The urban architecture and planning discourse is anthropocentric. It largely ignores wild animals in the city and their needs. Animals are allocated spaces such as city parks or forests, but if they use other spaces, they are often perceived as problems that need to be solved by displacement, relocation or killing. Although the diversity of species and number of individuals in cities is certainly high, the impact of architecture, urban planning and landscape architecture on wild animals is becoming increasingly apparent: In Germany, for example, an estimated 100 million birds die each year on glass and mirrored facades. Traffic infrastructure and light pollution hinder migration, reproduction and foraging. Energy-efficient building refurbishment can destroy habitats for building breeders such as bats, sparrows and swifts. Against the backdrop of the climate crisis and the extinction of species, there are calls from various quarters for a transformation of the social relationship between humans and nature, and in particular the relationship between humans and animals. Increasingly, planning procedures and methods are also being developed in architecture, urban planning and landscape architecture that preserve or create new habitats for animals in the city and enable cohabitation.
"PerspekTIERwechsel" makes it possible to focus on the topic of free-living animals in ASL in courses.

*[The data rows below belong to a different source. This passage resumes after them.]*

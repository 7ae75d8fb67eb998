//! Resonance contributors reachable by moving a π bond between like atoms on
//! the central atom.
//!
//! The search is greedy and single-hop: from each accepted structure, a
//! multiple bond on the center is dropped to single and its extra order is
//! handed to another central bond toward the same element. It does not look
//! for delocalization away from the center.

use petgraph::graph::{EdgeIndex, NodeIndex};

use crate::bond::BondOrder;
use crate::mol::LewisStructure;
use crate::rules::{
    central_bonds, check_charge_balance, check_shells, is_protonated_terminal_oxygen,
    lower_to_single, raise_bond, recompute_formal_charges, same_arrangement,
};

/// Expands `seed` into at most `cap` distinct structures, `seed` first.
///
/// Structures are explored in the order they are found. Every returned
/// structure balances to `charge` and passes the shell rules.
pub fn expand(
    seed: LewisStructure,
    central: NodeIndex,
    charge: i8,
    cap: usize,
) -> Vec<LewisStructure> {
    let mut found = Vec::with_capacity(cap);
    found.push(seed);

    let mut next_seed = 0;
    while next_seed < found.len() && found.len() < cap {
        let seed = found[next_seed].clone();
        next_seed += 1;

        for (src, src_term) in central_bonds(&seed, central) {
            if found.len() >= cap {
                break;
            }
            let src_order = seed.bond(src).order;
            if src_order == BondOrder::Single
                || is_protonated_terminal_oxygen(&seed, central, src_term)
            {
                continue;
            }
            let shift = src_order.pi_bonds();

            for (dst, dst_term) in central_bonds(&seed, central) {
                if found.len() >= cap {
                    break;
                }
                if dst == src
                    || !accepts_shift(&seed, central, src_term, dst, dst_term, src_order)
                {
                    continue;
                }

                let Some(candidate) = shifted(&seed, (src, src_term), (dst, dst_term), shift) else {
                    continue;
                };
                if check_charge_balance(&candidate, charge).is_err()
                    || check_shells(&candidate, central).is_err()
                    || found.iter().any(|s| same_arrangement(s, &candidate))
                {
                    continue;
                }

                log::trace!(
                    "resonance #{}: bond {} -> bond {} (shift {})",
                    found.len(),
                    src.index(),
                    dst.index(),
                    shift
                );
                found.push(candidate);
            }
        }
    }

    found
}

/// Whether `dst` can take the π order `src` gives up: same element on the
/// far end, not hydrogen or a protonated oxygen, currently lower order, and
/// enough lone pairs to donate.
fn accepts_shift(
    seed: &LewisStructure,
    central: NodeIndex,
    src_term: NodeIndex,
    dst: EdgeIndex,
    dst_term: NodeIndex,
    src_order: BondOrder,
) -> bool {
    let term = seed.atom(dst_term);
    let shift = src_order.pi_bonds();
    term.element == seed.atom(src_term).element
        && !term.element.is_hydrogen()
        && !is_protonated_terminal_oxygen(seed, central, dst_term)
        && seed.bond(dst).order < src_order
        && seed.bond(dst).order.raised(shift).is_some()
        && term.lone_pairs >= shift
}

/// Copy of `seed` with `src` dropped to single and `dst` raised by `shift`,
/// moving `shift` lone pairs from the `dst` terminal to the `src` terminal.
fn shifted(
    seed: &LewisStructure,
    (src, src_term): (EdgeIndex, NodeIndex),
    (dst, dst_term): (EdgeIndex, NodeIndex),
    shift: u8,
) -> Option<LewisStructure> {
    let mut candidate = seed.clone();
    if !raise_bond(&mut candidate, dst, dst_term, shift) {
        return None;
    }
    lower_to_single(&mut candidate, src, src_term);

    recompute_formal_charges(&mut candidate);
    Some(candidate)
}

The building blocks of the project are:
- Urban ecological knowledge as a building block of multispecies cohabitation
- Testing and developing methods that make it possible to explore animal perspectives and the diverse relationships between humans and animals, to develop visions for changing human-animal relationships, cohabitation and participation approaches, to reflect on them and to transfer them into experimental transformation projects.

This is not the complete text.